[Extracted data entries]
------------------------------------------------------------------------

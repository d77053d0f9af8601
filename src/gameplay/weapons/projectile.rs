//! In-flight projectile bookkeeping: contact detection and hit emission.
//!
//! Contacts are polled from avian's `CollidingEntities`. A round remembers
//! every entity it already reported so a grenade resting against a crate
//! emits one hit, not one per frame.

use avian3d::prelude::*;
use bevy::ecs::entity::hash_set::EntityHashSet;
use bevy::prelude::*;

use super::{DamagePolicy, ProjectileContext, SurfaceHit, WeaponHit};

// === Constants ===

/// Collider radius of a round (meters).
pub const PROJECTILE_RADIUS: f32 = 0.08;

/// Rounds expire after this long in flight (seconds).
pub const PROJECTILE_LIFETIME: f32 = 6.0;

// === Components ===

/// A physical round in flight, carrying a snapshot of its weapon's policy
/// so resolution survives the weapon being switched or dropped mid-flight.
#[derive(Component, Debug, Clone, Reflect)]
#[reflect(Component)]
pub struct Projectile {
    pub shooter: Entity,
    pub weapon: Entity,
    /// Radial-effect extent.
    pub radius: f32,
    /// `false` keeps the round bouncing after impact.
    pub destroy_on_hit: bool,
    pub impulse_strength: f32,
    pub policy: Option<DamagePolicy>,
}

/// Entities this round has already reported a hit against.
#[derive(Component, Debug, Clone, Default)]
pub struct SeenContacts(pub EntityHashSet);

// === Systems ===

/// Emits a [`WeaponHit`] per new contact. The impact point is the round's
/// center and the normal its reversed travel direction — within one round
/// radius of the true contact, and the radial path never reads the normal.
pub(super) fn handle_projectile_contacts(
    mut commands: Commands,
    mut projectiles: Query<(
        Entity,
        &Projectile,
        &Transform,
        &LinearVelocity,
        &CollidingEntities,
        &mut SeenContacts,
    )>,
    mut hits: MessageWriter<WeaponHit>,
) {
    for (entity, projectile, transform, velocity, colliding, mut seen) in &mut projectiles {
        for &other in &colliding.0 {
            if !seen.0.insert(other) {
                continue;
            }

            let position = transform.translation;
            hits.write(WeaponHit {
                shooter: projectile.shooter,
                weapon: projectile.weapon,
                impulse_strength: projectile.impulse_strength,
                policy: projectile.policy.clone(),
                hit: SurfaceHit {
                    actor: other,
                    point: position,
                    normal: -velocity.0.normalize_or(Vec3::Y),
                },
                projectile: Some(ProjectileContext {
                    entity,
                    radius: projectile.radius,
                    velocity: velocity.0,
                    position,
                }),
            });

            if projectile.destroy_on_hit {
                commands.entity(entity).despawn();
                break;
            }
        }
    }
}

#[cfg(test)]
mod integration_tests {
    use super::*;
    use crate::gameplay::DamageKind;
    use crate::gameplay::weapons::ImpulseKind;
    use crate::testing::assert_entity_count;
    use pretty_assertions::assert_eq;

    #[derive(Resource, Default)]
    struct HitLog(Vec<WeaponHit>);

    fn log_hits(mut reader: MessageReader<WeaponHit>, mut log: ResMut<HitLog>) {
        for hit in reader.read() {
            log.0.push(hit.clone());
        }
    }

    fn create_contact_test_app() -> App {
        let mut app = App::new();
        app.add_plugins(MinimalPlugins);
        app.add_message::<WeaponHit>();
        app.init_resource::<HitLog>();
        app.add_systems(Update, (handle_projectile_contacts, log_hits).chain());
        app
    }

    /// Spawns a round with pre-populated `CollidingEntities`, sidestepping
    /// the physics pipeline the same way the attack tests do.
    fn spawn_round(
        world: &mut World,
        destroy_on_hit: bool,
        colliding_with: &[Entity],
    ) -> Entity {
        let shooter = world.spawn_empty().id();
        let weapon = world.spawn_empty().id();
        world
            .spawn((
                Projectile {
                    shooter,
                    weapon,
                    radius: 3.0,
                    destroy_on_hit,
                    impulse_strength: 8.0,
                    policy: Some(DamagePolicy {
                        impulse: ImpulseKind::Radial,
                        amount: 50.0,
                        kind: DamageKind::Blast,
                    }),
                },
                SeenContacts::default(),
                Transform::from_xyz(1.0, 2.0, 3.0),
                LinearVelocity(Vec3::new(0.0, 0.0, -18.0)),
                CollidingEntities(EntityHashSet::from_iter(
                    colliding_with.iter().copied(),
                )),
            ))
            .id()
    }

    #[test]
    fn contact_emits_one_hit_with_projectile_context() {
        let mut app = create_contact_test_app();
        let wall = app.world_mut().spawn_empty().id();
        spawn_round(app.world_mut(), true, &[wall]);

        app.update();

        let log = app.world().resource::<HitLog>();
        assert_eq!(log.0.len(), 1);
        let hit = &log.0[0];
        assert_eq!(hit.hit.actor, wall);
        let context = hit.projectile.as_ref().unwrap();
        assert_eq!(context.position, Vec3::new(1.0, 2.0, 3.0));
        assert_eq!(context.radius, 3.0);
        // Normal opposes travel.
        assert!(hit.hit.normal.z > 0.9);
    }

    #[test]
    fn destroy_on_hit_despawns_the_round() {
        let mut app = create_contact_test_app();
        let wall = app.world_mut().spawn_empty().id();
        spawn_round(app.world_mut(), true, &[wall]);

        app.update();

        assert_entity_count::<With<Projectile>>(&mut app, 0);
    }

    #[test]
    fn bouncing_round_survives_and_deduplicates_contacts() {
        let mut app = create_contact_test_app();
        let wall = app.world_mut().spawn_empty().id();
        spawn_round(app.world_mut(), false, &[wall]);

        app.update();
        app.update(); // Still resting against the same wall
        app.update();

        assert_entity_count::<With<Projectile>>(&mut app, 1);
        let log = app.world().resource::<HitLog>();
        assert_eq!(log.0.len(), 1);
    }

    #[test]
    fn bouncing_round_reports_each_new_surface() {
        let mut app = create_contact_test_app();
        let first = app.world_mut().spawn_empty().id();
        let round = spawn_round(app.world_mut(), false, &[first]);

        app.update();

        // The round bounces onto a second surface.
        let second = app.world_mut().spawn_empty().id();
        app.world_mut()
            .entity_mut(round)
            .insert(CollidingEntities(EntityHashSet::from_iter([second])));
        app.update();

        let log = app.world().resource::<HitLog>();
        assert_eq!(log.0.len(), 2);
    }

    #[test]
    fn no_contact_means_no_hit() {
        let mut app = create_contact_test_app();
        spawn_round(app.world_mut(), true, &[]);

        app.update();

        assert!(app.world().resource::<HitLog>().0.is_empty());
        assert_entity_count::<With<Projectile>>(&mut app, 1);
    }
}
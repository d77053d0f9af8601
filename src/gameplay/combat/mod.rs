//! Combat foundation: health, damage classification, and the damage sink.
//!
//! Weapons never touch `Health` directly — they write [`InflictDamage`]
//! messages and `apply_damage` drains them. Anything with a `Health`
//! component (targets, props) is damageable through the same sink.

pub mod death;

use bevy::prelude::*;

use crate::{GameSet, gameplay_running};

// === Components ===

/// Hit points. Entities at or below zero are picked up by the death /
/// target-break systems the same frame.
#[derive(Component, Debug, Clone, Reflect)]
#[reflect(Component)]
pub struct Health {
    pub current: f32,
    pub max: f32,
}

impl Health {
    #[must_use]
    pub const fn new(max: f32) -> Self {
        Self { current: max, max }
    }
}

/// Gameplay damage category, attributed on every damage message.
/// Kept opaque to the resolver — it only copies the weapon's classifier
/// through to the sink (resistances and stats hang off it later).
#[derive(Debug, Clone, Copy, PartialEq, Eq, Hash, Default, Reflect)]
pub enum DamageKind {
    /// Hitscan rounds.
    #[default]
    Bullet,
    /// Radial explosions.
    Blast,
}

// === Messages ===

/// One damage application against one entity. Written by the weapon hit
/// resolver, consumed by [`apply_damage`].
#[derive(Message, Debug, Clone)]
pub struct InflictDamage {
    pub target: Entity,
    pub amount: f32,
    pub kind: DamageKind,
    /// Who is held responsible (the firing player).
    pub instigator: Option<Entity>,
    /// What physically delivered the hit (projectile, or the shooter for rays).
    pub causer: Option<Entity>,
}

// === Systems ===

/// Drains [`InflictDamage`] messages into `Health`. Messages aimed at
/// entities without health (walls, debris) are silently dropped — absence
/// of an effect is the defined outcome, not an error.
pub fn apply_damage(
    mut messages: MessageReader<InflictDamage>,
    mut healths: Query<&mut Health>,
) {
    for damage in messages.read() {
        let Ok(mut health) = healths.get_mut(damage.target) else {
            continue;
        };
        health.current -= damage.amount;
        debug!(
            "{:?} took {:.1} {:?} damage ({:.1}/{:.1})",
            damage.target, damage.amount, damage.kind, health.current, health.max
        );
    }
}

// === Plugin ===

pub(super) fn plugin(app: &mut App) {
    app.register_type::<Health>();
    app.add_message::<InflictDamage>();

    app.add_plugins(death::plugin);

    app.add_systems(
        Update,
        apply_damage
            .in_set(GameSet::Combat)
            .run_if(gameplay_running),
    );
}
//! Main menu screen: hands control to the `Menu::Main` overlay.

use bevy::prelude::*;

use super::GameState;
use crate::menus::Menu;

pub(super) fn plugin(app: &mut App) {
    app.add_systems(OnEnter(GameState::MainMenu), open_main_menu);
}

fn open_main_menu(mut next_menu: ResMut<NextState<Menu>>) {
    next_menu.set(Menu::Main);
}
//! In-game screen plugin: pause input and mouse-cursor capture.
//!
//! Gameplay visuals and logic live in the `gameplay` domain plugins.
//! This plugin owns the keybinding that opens the pause overlay and keeps
//! the OS cursor locked to the window while actively playing.

use bevy::prelude::*;
use bevy::window::{CursorGrabMode, CursorOptions, PrimaryWindow};

use super::GameState;
use crate::menus::Menu;

pub(super) fn plugin(app: &mut App) {
    app.add_systems(
        Update,
        open_pause_menu.run_if(crate::gameplay_running),
    );
    app.add_systems(OnEnter(GameState::InGame), capture_cursor);
    app.add_systems(OnExit(GameState::InGame), release_cursor);
    // Menu overlays need a visible cursor even while the game state is unchanged.
    app.add_systems(OnExit(Menu::None), release_cursor);
    app.add_systems(
        OnEnter(Menu::None),
        capture_cursor.run_if(in_state(GameState::InGame)),
    );
}

fn open_pause_menu(keyboard: Res<ButtonInput<KeyCode>>, mut next_menu: ResMut<NextState<Menu>>) {
    if keyboard.just_pressed(KeyCode::Escape) {
        next_menu.set(Menu::Pause);
    }
}

fn capture_cursor(mut cursor: Query<&mut CursorOptions, With<PrimaryWindow>>) {
    // Headless (test) runs have no window.
    let Ok(mut cursor) = cursor.single_mut() else {
        return;
    };
    cursor.grab_mode = CursorGrabMode::Locked;
    cursor.visible = false;
}

fn release_cursor(mut cursor: Query<&mut CursorOptions, With<PrimaryWindow>>) {
    let Ok(mut cursor) = cursor.single_mut() else {
        return;
    };
    cursor.grab_mode = CursorGrabMode::None;
    cursor.visible = true;
}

------------------------------------------------------------------------

(Problem description): Using the data above, restate word for word the lines from its opening line through the line that contains "a round (meters).", and no more.

(Solved exercise):
repository d77053d0f9af8601
filename src/gameplay/weapons/projectile.rs
//! In-flight projectile bookkeeping: contact detection and hit emission.
//!
//! Contacts are polled from avian's `CollidingEntities`. A round remembers
//! every entity it already reported so a grenade resting against a crate
//! emits one hit, not one per frame.

use avian3d::prelude::*;
use bevy::ecs::entity::hash_set::EntityHashSet;
use bevy::prelude::*;

use super::{DamagePolicy, ProjectileContext, SurfaceHit, WeaponHit};

// === Constants ===

/// Collider radius of a round (meters).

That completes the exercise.